Collected data entries
---+---

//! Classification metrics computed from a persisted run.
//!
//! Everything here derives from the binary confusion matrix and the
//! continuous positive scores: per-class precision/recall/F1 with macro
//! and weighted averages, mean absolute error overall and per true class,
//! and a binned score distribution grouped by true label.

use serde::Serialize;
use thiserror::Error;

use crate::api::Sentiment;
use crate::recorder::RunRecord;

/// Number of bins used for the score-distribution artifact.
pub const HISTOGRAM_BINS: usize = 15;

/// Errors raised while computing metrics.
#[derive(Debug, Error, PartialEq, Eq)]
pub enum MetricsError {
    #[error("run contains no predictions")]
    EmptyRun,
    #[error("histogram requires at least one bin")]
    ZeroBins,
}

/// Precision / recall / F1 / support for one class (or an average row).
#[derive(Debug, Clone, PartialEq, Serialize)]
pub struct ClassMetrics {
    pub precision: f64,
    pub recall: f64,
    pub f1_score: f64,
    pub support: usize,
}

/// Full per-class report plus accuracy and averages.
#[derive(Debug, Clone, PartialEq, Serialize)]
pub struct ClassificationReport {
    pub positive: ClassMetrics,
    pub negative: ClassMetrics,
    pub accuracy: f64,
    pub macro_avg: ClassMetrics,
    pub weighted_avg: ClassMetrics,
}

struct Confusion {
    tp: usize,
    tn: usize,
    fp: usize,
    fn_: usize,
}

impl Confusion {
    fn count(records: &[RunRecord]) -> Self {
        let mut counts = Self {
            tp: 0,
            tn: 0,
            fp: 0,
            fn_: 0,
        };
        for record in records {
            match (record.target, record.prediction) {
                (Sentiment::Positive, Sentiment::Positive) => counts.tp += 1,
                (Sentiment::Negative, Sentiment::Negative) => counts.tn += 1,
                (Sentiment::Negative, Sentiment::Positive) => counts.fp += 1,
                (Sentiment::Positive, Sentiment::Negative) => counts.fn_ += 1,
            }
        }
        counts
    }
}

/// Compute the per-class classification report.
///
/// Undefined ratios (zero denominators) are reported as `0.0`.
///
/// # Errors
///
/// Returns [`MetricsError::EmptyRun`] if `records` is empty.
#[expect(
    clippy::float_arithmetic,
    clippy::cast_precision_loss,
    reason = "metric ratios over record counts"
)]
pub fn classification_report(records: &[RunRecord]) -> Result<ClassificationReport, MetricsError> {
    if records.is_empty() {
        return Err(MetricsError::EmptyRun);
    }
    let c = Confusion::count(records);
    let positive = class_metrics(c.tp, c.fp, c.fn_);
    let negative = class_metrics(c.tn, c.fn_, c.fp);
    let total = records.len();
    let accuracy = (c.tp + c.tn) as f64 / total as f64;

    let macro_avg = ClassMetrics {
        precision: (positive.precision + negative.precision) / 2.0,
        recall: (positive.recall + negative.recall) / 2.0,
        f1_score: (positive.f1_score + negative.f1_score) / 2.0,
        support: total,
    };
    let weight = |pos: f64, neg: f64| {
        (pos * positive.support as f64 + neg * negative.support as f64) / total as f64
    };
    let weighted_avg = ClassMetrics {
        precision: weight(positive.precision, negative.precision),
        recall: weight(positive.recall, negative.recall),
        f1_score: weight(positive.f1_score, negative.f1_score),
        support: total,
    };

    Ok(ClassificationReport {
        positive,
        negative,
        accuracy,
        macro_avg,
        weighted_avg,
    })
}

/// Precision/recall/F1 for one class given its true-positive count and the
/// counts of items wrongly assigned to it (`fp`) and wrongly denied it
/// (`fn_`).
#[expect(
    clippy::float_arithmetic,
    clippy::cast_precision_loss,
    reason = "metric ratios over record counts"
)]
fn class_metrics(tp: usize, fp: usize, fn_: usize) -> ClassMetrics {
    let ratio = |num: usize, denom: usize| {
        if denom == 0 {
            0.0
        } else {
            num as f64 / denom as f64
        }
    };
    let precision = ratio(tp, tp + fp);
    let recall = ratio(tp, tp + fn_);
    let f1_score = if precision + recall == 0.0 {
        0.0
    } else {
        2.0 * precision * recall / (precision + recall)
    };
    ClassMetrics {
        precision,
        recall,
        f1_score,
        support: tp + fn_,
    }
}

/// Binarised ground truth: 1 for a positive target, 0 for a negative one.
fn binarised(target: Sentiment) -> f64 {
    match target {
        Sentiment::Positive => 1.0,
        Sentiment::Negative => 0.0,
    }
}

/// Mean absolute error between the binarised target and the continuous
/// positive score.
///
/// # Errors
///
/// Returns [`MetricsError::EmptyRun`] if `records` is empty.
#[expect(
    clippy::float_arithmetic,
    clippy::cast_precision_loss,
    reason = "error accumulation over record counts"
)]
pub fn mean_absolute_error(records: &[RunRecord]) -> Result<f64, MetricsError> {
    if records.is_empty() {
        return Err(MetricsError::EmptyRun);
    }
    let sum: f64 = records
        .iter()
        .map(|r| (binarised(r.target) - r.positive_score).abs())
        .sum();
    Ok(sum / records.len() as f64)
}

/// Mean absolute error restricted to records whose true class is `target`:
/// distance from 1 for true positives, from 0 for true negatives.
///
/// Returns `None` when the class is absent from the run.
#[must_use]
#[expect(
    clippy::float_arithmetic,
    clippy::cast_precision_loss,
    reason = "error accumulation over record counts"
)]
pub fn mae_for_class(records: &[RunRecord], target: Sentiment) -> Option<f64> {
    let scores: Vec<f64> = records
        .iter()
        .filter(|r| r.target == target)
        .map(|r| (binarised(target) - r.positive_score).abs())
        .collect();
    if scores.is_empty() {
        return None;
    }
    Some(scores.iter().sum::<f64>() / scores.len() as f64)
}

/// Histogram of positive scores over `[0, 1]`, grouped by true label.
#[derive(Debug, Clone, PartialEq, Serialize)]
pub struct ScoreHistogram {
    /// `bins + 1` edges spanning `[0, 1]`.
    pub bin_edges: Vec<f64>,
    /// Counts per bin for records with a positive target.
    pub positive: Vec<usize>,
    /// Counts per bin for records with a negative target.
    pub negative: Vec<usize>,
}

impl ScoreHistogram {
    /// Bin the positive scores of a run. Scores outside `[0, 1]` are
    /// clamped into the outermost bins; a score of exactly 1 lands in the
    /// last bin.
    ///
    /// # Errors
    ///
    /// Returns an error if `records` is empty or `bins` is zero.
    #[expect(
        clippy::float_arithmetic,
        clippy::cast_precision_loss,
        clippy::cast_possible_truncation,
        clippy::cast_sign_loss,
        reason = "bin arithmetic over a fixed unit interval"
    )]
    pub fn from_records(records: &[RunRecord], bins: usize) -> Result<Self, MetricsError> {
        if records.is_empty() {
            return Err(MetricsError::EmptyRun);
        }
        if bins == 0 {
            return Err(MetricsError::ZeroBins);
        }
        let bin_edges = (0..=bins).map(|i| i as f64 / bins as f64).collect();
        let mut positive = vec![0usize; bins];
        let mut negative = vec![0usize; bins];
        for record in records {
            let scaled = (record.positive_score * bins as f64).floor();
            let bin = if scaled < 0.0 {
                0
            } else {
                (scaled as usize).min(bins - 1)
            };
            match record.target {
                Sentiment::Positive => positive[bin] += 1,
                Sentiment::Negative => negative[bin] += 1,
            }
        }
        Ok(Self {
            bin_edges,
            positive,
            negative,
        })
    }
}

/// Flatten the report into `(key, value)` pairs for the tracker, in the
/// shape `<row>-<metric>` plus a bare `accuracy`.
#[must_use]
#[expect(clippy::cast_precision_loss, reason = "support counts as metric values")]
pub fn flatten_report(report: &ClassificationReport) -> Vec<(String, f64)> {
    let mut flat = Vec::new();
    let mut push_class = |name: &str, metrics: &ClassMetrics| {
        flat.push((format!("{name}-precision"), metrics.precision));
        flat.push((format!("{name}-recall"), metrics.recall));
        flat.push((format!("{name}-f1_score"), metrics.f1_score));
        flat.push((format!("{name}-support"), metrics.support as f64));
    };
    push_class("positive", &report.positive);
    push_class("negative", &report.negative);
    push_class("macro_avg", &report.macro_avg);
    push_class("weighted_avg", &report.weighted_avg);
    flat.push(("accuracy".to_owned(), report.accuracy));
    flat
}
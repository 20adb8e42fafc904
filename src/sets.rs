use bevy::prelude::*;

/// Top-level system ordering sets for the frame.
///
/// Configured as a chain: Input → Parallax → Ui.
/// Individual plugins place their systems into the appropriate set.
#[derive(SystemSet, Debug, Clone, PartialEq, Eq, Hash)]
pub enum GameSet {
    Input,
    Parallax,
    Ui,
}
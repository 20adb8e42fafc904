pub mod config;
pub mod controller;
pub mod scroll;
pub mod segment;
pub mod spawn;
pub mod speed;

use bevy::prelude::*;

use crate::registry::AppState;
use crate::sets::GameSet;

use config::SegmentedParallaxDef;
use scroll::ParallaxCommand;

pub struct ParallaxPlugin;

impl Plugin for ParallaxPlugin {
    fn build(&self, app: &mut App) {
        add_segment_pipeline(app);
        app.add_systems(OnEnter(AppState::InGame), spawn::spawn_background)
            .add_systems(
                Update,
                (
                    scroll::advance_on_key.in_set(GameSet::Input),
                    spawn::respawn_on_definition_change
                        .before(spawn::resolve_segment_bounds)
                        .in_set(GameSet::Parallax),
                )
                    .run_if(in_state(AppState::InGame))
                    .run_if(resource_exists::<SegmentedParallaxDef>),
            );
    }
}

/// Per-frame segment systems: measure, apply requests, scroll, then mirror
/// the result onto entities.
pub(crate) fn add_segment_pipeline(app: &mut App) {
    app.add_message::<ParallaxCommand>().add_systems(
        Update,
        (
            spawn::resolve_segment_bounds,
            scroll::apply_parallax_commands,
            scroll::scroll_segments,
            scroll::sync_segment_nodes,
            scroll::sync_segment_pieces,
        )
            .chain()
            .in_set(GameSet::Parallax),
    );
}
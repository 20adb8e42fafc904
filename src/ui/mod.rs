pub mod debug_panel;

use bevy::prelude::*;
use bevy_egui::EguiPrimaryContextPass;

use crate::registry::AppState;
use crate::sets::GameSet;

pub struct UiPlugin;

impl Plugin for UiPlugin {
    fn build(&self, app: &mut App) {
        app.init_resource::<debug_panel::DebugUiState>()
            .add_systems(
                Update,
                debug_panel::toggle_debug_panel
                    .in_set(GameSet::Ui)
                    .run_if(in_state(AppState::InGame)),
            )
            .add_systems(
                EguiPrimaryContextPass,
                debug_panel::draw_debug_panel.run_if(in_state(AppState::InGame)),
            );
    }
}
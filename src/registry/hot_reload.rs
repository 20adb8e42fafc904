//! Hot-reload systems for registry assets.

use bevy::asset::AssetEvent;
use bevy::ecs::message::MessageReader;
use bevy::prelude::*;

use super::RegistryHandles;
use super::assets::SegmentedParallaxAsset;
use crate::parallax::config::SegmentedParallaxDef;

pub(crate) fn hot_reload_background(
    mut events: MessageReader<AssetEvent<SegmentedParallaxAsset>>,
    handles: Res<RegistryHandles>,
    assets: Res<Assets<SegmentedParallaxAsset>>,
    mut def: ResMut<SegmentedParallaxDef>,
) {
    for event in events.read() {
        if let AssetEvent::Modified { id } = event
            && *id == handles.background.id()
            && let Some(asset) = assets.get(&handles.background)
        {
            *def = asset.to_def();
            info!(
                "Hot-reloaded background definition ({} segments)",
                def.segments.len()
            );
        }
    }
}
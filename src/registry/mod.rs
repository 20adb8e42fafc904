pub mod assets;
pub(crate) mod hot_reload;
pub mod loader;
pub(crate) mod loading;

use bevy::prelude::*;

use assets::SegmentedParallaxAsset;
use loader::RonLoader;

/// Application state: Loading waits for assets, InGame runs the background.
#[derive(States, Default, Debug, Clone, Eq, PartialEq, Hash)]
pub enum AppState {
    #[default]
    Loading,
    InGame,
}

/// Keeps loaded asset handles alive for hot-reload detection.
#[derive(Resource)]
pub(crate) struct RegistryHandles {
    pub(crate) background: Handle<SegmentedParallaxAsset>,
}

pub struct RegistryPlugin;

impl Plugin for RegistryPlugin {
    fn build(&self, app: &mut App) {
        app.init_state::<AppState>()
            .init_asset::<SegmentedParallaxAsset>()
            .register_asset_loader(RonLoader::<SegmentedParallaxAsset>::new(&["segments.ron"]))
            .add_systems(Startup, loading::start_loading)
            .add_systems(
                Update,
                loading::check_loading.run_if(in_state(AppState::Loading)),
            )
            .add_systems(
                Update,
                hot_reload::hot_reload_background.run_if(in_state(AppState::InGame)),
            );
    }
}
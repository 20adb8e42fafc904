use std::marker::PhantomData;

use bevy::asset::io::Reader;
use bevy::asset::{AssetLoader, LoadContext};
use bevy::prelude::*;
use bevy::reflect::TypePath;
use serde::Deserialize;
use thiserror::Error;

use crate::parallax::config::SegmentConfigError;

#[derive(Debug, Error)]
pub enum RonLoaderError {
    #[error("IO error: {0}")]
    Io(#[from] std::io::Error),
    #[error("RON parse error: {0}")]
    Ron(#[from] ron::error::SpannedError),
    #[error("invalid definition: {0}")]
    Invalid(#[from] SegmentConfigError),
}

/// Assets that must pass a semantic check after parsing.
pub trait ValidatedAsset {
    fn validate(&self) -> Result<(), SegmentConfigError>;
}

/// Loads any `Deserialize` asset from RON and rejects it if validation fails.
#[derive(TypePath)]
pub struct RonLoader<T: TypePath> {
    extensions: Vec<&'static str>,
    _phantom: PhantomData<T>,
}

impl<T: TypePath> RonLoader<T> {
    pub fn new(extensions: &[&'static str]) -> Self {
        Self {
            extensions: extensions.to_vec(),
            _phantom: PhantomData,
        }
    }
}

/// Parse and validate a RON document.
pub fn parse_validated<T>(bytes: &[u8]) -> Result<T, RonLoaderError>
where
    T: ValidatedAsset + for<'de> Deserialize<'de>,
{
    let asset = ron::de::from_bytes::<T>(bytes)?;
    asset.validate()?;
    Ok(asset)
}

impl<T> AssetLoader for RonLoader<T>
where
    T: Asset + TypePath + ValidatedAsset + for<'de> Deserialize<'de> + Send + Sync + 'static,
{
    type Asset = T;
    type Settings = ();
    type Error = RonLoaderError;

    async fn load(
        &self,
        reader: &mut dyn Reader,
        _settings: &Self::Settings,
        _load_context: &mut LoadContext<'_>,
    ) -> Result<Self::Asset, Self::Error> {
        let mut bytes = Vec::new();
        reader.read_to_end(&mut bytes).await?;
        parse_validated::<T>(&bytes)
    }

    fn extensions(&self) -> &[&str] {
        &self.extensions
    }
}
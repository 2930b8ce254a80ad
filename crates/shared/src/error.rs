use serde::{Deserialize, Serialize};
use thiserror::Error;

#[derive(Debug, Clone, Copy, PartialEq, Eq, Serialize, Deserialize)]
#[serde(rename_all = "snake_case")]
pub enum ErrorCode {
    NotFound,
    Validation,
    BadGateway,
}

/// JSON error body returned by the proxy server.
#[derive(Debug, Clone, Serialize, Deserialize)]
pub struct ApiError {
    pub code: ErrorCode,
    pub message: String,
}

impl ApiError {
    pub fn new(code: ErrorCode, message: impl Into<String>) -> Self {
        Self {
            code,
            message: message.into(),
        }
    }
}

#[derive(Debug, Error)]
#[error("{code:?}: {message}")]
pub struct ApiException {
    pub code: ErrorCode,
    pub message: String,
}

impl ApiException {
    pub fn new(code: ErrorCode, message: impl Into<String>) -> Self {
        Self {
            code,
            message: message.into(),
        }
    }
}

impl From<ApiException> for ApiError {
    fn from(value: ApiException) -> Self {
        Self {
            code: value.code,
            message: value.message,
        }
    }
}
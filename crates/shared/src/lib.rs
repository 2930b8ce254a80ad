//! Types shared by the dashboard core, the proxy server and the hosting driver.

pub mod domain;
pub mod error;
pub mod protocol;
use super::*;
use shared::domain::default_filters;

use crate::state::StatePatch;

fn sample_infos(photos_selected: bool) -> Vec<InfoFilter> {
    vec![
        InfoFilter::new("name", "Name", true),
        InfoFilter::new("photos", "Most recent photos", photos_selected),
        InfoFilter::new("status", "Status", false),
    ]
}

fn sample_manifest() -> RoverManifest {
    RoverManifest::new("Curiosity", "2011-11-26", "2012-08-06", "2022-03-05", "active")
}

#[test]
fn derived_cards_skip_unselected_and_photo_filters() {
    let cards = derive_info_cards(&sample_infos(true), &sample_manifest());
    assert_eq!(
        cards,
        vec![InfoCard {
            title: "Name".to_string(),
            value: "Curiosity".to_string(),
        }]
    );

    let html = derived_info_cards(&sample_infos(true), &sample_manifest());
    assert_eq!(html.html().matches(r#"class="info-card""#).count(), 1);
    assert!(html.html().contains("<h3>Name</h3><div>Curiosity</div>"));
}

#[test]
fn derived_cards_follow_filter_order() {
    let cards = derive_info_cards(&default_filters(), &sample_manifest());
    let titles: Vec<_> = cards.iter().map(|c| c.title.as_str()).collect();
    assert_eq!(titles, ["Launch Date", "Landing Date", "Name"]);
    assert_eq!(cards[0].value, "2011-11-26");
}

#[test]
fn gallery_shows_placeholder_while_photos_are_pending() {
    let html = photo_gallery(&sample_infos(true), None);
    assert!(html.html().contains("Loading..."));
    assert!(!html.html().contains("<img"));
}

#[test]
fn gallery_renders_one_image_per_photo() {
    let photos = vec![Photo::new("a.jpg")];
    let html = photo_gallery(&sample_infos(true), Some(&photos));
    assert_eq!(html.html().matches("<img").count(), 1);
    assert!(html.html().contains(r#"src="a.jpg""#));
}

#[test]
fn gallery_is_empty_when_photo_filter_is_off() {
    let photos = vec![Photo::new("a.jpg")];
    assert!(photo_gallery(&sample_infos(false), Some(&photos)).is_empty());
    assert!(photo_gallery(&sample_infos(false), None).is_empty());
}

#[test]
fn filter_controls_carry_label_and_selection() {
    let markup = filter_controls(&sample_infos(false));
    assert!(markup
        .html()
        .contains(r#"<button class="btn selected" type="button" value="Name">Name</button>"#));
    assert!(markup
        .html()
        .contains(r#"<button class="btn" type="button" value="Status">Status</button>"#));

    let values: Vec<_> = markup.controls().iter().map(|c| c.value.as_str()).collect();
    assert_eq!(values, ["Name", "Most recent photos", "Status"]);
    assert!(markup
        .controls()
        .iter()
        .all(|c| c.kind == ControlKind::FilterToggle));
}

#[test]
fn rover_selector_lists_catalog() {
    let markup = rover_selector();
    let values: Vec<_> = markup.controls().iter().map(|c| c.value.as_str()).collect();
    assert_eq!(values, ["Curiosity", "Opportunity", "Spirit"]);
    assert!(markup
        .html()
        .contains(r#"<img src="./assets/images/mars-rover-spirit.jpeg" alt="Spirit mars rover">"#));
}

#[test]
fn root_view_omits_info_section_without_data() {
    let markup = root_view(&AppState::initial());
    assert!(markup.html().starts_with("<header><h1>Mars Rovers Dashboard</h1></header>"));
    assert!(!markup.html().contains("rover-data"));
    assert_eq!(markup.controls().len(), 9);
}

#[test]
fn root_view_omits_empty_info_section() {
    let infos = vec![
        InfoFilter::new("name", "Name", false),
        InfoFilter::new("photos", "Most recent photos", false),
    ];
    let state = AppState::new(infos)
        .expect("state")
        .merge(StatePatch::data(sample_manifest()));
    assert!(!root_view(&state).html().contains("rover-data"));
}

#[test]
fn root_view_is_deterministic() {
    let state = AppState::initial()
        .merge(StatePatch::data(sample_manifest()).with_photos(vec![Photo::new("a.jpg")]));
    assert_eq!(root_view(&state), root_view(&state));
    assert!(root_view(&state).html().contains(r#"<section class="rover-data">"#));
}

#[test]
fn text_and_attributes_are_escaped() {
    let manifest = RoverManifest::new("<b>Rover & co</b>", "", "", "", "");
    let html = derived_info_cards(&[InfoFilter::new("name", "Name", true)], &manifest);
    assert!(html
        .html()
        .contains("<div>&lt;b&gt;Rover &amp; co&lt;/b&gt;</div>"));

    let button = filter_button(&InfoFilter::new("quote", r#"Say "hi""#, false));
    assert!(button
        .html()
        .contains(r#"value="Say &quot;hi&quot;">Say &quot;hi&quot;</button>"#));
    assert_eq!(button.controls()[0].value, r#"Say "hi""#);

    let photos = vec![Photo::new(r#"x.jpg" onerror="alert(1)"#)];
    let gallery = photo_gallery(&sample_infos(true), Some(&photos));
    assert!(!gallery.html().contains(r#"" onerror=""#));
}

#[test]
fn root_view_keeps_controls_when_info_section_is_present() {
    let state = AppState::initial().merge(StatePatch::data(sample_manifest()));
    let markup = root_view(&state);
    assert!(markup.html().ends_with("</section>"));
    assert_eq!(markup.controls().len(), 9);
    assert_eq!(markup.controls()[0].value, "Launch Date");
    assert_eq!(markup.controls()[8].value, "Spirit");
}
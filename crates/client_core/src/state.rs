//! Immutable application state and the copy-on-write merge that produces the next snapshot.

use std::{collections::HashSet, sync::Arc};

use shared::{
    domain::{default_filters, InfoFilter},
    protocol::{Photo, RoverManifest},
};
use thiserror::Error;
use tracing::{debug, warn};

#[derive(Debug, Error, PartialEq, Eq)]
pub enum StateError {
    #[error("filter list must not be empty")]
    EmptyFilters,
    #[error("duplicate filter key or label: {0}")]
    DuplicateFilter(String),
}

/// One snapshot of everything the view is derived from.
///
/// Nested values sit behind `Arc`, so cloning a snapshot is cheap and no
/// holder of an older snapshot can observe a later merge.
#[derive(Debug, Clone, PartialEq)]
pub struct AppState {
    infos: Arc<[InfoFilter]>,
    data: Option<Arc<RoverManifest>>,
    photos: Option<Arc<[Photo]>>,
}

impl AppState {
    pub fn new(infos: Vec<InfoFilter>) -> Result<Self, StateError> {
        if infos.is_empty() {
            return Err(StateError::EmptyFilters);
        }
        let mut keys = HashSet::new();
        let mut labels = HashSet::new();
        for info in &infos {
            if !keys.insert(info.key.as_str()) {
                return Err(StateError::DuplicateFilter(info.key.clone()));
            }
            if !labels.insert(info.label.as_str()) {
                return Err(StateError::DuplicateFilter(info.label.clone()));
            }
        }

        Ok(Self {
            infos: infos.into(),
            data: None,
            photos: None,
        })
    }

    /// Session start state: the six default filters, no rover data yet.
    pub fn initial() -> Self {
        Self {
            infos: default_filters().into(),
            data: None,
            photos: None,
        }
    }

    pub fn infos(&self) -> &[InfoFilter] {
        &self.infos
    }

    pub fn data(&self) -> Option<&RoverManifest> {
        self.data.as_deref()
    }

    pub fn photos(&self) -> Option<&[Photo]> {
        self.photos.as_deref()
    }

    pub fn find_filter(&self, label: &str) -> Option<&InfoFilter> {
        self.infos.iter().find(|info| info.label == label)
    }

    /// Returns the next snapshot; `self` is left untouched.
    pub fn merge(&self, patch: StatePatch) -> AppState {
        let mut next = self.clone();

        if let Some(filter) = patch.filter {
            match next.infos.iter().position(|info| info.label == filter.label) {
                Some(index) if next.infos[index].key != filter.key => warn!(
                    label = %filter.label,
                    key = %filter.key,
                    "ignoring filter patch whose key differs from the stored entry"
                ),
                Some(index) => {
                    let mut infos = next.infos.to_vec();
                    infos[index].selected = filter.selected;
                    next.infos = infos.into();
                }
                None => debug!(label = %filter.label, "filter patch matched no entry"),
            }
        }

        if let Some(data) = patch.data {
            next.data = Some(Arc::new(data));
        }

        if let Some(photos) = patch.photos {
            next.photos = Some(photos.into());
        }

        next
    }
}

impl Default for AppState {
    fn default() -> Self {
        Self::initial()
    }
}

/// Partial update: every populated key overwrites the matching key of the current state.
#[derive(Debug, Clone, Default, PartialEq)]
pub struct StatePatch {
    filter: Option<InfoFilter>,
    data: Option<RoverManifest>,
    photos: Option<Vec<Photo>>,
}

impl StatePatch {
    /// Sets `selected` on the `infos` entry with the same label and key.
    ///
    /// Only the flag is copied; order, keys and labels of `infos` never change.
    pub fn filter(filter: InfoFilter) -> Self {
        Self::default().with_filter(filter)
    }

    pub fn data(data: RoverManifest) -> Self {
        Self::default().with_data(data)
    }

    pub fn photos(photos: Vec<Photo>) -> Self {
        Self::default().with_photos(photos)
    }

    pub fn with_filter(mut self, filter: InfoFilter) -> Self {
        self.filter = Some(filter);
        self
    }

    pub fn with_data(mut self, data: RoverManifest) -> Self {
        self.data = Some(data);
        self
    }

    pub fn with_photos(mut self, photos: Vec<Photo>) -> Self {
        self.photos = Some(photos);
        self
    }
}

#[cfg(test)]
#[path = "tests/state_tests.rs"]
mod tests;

---+---

Work order:
Verbatim output is expected for the lines from the start of the data to the line in which "use serde::Serialize;" appears, both included.

Your solution:
//! Classification metrics computed from a persisted run.
//!
//! Everything here derives from the binary confusion matrix and the
//! continuous positive scores: per-class precision/recall/F1 with macro
//! and weighted averages, mean absolute error overall and per true class,
//! and a binned score distribution grouped by true label.

use serde::Serialize;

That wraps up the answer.